The records below hold a stretch from the line with "use async_trait::async_trait;" through the line with "the failures where"; return exactly those lines, ends included, and nothing more.
━━━━━━━━━━━━━━━━━━━━
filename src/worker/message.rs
//! Control messages posted to the worker by pages

use serde::Deserialize;

/// Messages the worker acts on. Anything else is ignored.
#[derive(Debug, Clone, Copy, PartialEq, Eq, Deserialize)]
#[serde(tag = "type", rename_all = "SCREAMING_SNAKE_CASE")]
pub enum ControlMessage {
    /// Activate a waiting install without waiting for pages to close
    SkipWaiting,
}

impl ControlMessage {
    /// Recognize a control message in arbitrary message data
    pub fn parse(data: &serde_json::Value) -> Option<Self> {
        serde_json::from_value(data.clone()).ok()
    }
}
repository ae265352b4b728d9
//! Config command - show or initialize configuration

use crate::cli::args::{ConfigAction, ConfigArgs};
use crate::config::{Config, ConfigManager};
use crate::error::OffcacheResult;
use crate::ui::{self, UiContext};

/// Execute the config command
pub async fn execute(
    args: ConfigArgs,
    config: &Config,
    manager: &ConfigManager,
) -> OffcacheResult<()> {
    match args.action {
        None | Some(ConfigAction::Show) => show_config(config)?,
        Some(ConfigAction::Path) => show_path(manager),
        Some(ConfigAction::Init { force }) => init_config(manager, force).await?,
    }

    Ok(())
}

fn show_config(config: &Config) -> OffcacheResult<()> {
    println!("{}", toml::to_string_pretty(config)?);
    Ok(())
}

fn show_path(manager: &ConfigManager) {
    println!("{}", manager.path().display());
}

async fn init_config(manager: &ConfigManager, force: bool) -> OffcacheResult<()> {
    let ctx = UiContext::detect();
    let path = manager.path();

    if path.exists() && !force {
        ui::step_warn_hint(
            &ctx,
            &format!("Config already exists at {}", path.display()),
            "Use --force to overwrite",
        );
        return Ok(());
    }

    manager.save(&Config::default()).await?;

    ui::step_ok_detail(
        &ctx,
        "Configuration initialized",
        &path.display().to_string(),
    );

    Ok(())
}
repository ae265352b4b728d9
//! Network access for the worker
//!
//! The worker only talks to the network through the [`Network`] trait so the
//! caching strategy can be exercised without sockets. [`HttpNetwork`] is the
//! real implementation, backed by a blocking `ureq` agent run on the tokio
//! blocking pool.

use crate::config::schema::NetworkConfig;
use crate::http::{Method, Request, Response, ResponseKind};
use async_trait::async_trait;
use std::time::Duration;
use thiserror::Error;
use tracing::debug;
use url::{Origin, Url};

/// Why a network fetch produced no response at all
///
/// An HTTP error status is still a response; these are the failures where
/// nothing came back.
#[derive(Error, Debug, Clone, PartialEq, Eq)]
pub enum NetworkError {
    #[error("Network unreachable: {0}")]
    Offline(String),

    #[error("DNS lookup failed for {0}")]
    Dns(String),

    #[error("Request timed out: {0}")]
    Timeout(String),

    #[error("Network request failed for {url}: {reason}")]
    Failed { url: String, reason: String },
}

/// Abstract network interface
#[async_trait]
pub trait Network: Send + Sync {
    /// Perform the request and return whatever the server answered
    async fn fetch(&self, request: &Request) -> Result<Response, NetworkError>;
}

/// HTTP(S) network backed by `ureq`
pub struct HttpNetwork {
    agent: ureq::Agent,
    scope_origin: Origin,
    user_agent: String,
    max_body_bytes: u64,
}

impl HttpNetwork {
    /// Create a network client for pages served from `scope`
    pub fn new(scope: &Url, config: &NetworkConfig) -> Self {
        let agent_config = ureq::Agent::config_builder()
            .http_status_as_error(false)
            .timeout_global(config.timeout_secs.map(Duration::from_secs))
            .build();

        Self {
            agent: ureq::Agent::new_with_config(agent_config),
            scope_origin: scope.origin(),
            user_agent: config.user_agent.clone(),
            max_body_bytes: config.max_body_bytes,
        }
    }

    /// Same-origin responses are basic, everything else is CORS
    fn classify(&self, url: &Url) -> ResponseKind {
        if url.origin() == self.scope_origin {
            ResponseKind::Basic
        } else {
            ResponseKind::Cors
        }
    }
}

#[async_trait]
impl Network for HttpNetwork {
    async fn fetch(&self, request: &Request) -> Result<Response, NetworkError> {
        let agent = self.agent.clone();
        let url = request.url.clone();
        let method = request.method;
        let user_agent = self.user_agent.clone();
        let limit = self.max_body_bytes;
        let kind = self.classify(&url);

        debug!("Fetching {} {}", method, url);

        let task = tokio::task::spawn_blocking(move || {
            let result = match method {
                Method::Get => agent.get(url.as_str()).header("User-Agent", &user_agent).call(),
                Method::Head => agent.head(url.as_str()).header("User-Agent", &user_agent).call(),
                other => {
                    return Err(NetworkError::Failed {
                        url: url.to_string(),
                        reason: format!("{} is not fetched by the worker", other),
                    })
                }
            };

            let response = result.map_err(|e| map_ureq_error(&url, e))?;
            let status = response.status().as_u16();
            let headers: Vec<(String, String)> = response
                .headers()
                .iter()
                .filter_map(|(name, value)| {
                    value
                        .to_str()
                        .ok()
                        .map(|v| (name.as_str().to_string(), v.to_string()))
                })
                .collect();

            let body = response
                .into_body()
                .into_with_config()
                .limit(limit)
                .read_to_vec()
                .map_err(|e| map_ureq_error(&url, e))?;

            let response = headers
                .into_iter()
                .fold(Response::new(url.as_str(), status, body), |r, (name, value)| {
                    r.with_header(name, value)
                })
                .with_kind(kind);
            Ok(response)
        });

        task.await.map_err(|e| NetworkError::Failed {
            url: request.url.to_string(),
            reason: format!("fetch task failed: {}", e),
        })?
    }
}

fn map_ureq_error(url: &Url, err: ureq::Error) -> NetworkError {
    match &err {
        ureq::Error::Timeout(_) => NetworkError::Timeout(url.to_string()),
        ureq::Error::HostNotFound => {
            NetworkError::Dns(url.host_str().unwrap_or_default().to_string())
        }
        ureq::Error::ConnectionFailed | ureq::Error::Io(_) => {
            NetworkError::Offline(format!("{}: {}", url, err))
        }
        _ => NetworkError::Failed {
            url: url.to_string(),
            reason: err.to_string(),
        },
    }
}
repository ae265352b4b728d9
//! Command-line interface

pub mod args;
pub mod commands;

pub use args::{Cli, Commands};
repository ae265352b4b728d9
//! Keep-alive tracking for work that outlives a handler
//!
//! A handler that starts background work (storing a response copy, for
//! instance) registers it here. The reactor settles every registered task
//! before it lets the worker stop.

use futures_util::future::join_all;
use std::future::Future;
use std::sync::{Arc, Mutex};
use tokio::task::JoinHandle;
use tracing::warn;

#[derive(Clone, Default)]
pub struct WaitUntil {
    pending: Arc<Mutex<Vec<JoinHandle<()>>>>,
}

impl WaitUntil {
    pub fn new() -> Self {
        Self::default()
    }

    /// Run `work` in the background and keep the worker alive until it ends
    pub fn spawn<F>(&self, work: F)
    where
        F: Future<Output = ()> + Send + 'static,
    {
        let handle = tokio::spawn(work);
        let mut pending = self.lock();
        pending.retain(|h| !h.is_finished());
        pending.push(handle);
    }

    /// Number of registered tasks still running
    pub fn pending(&self) -> usize {
        let mut pending = self.lock();
        pending.retain(|h| !h.is_finished());
        pending.len()
    }

    /// Wait for every registered task, including ones registered meanwhile
    pub async fn settle(&self) {
        loop {
            let batch: Vec<JoinHandle<()>> = std::mem::take(&mut *self.lock());
            if batch.is_empty() {
                return;
            }
            for result in join_all(batch).await {
                if let Err(e) = result {
                    warn!("Background task failed: {}", e);
                }
            }
        }
    }

    fn lock(&self) -> std::sync::MutexGuard<'_, Vec<JoinHandle<()>>> {
        // A poisoned list is still a valid list of handles
        self.pending.lock().unwrap_or_else(|e| e.into_inner())
    }
}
━━━━━━━━━━━━━━━━━━━━
* [SOLVED EXERCISE]
use async_trait::async_trait;
use std::time::Duration;
use thiserror::Error;
use tracing::debug;
use url::{Origin, Url};

/// Why a network fetch produced no response at all
///
/// An HTTP error status is still a response; these are the failures where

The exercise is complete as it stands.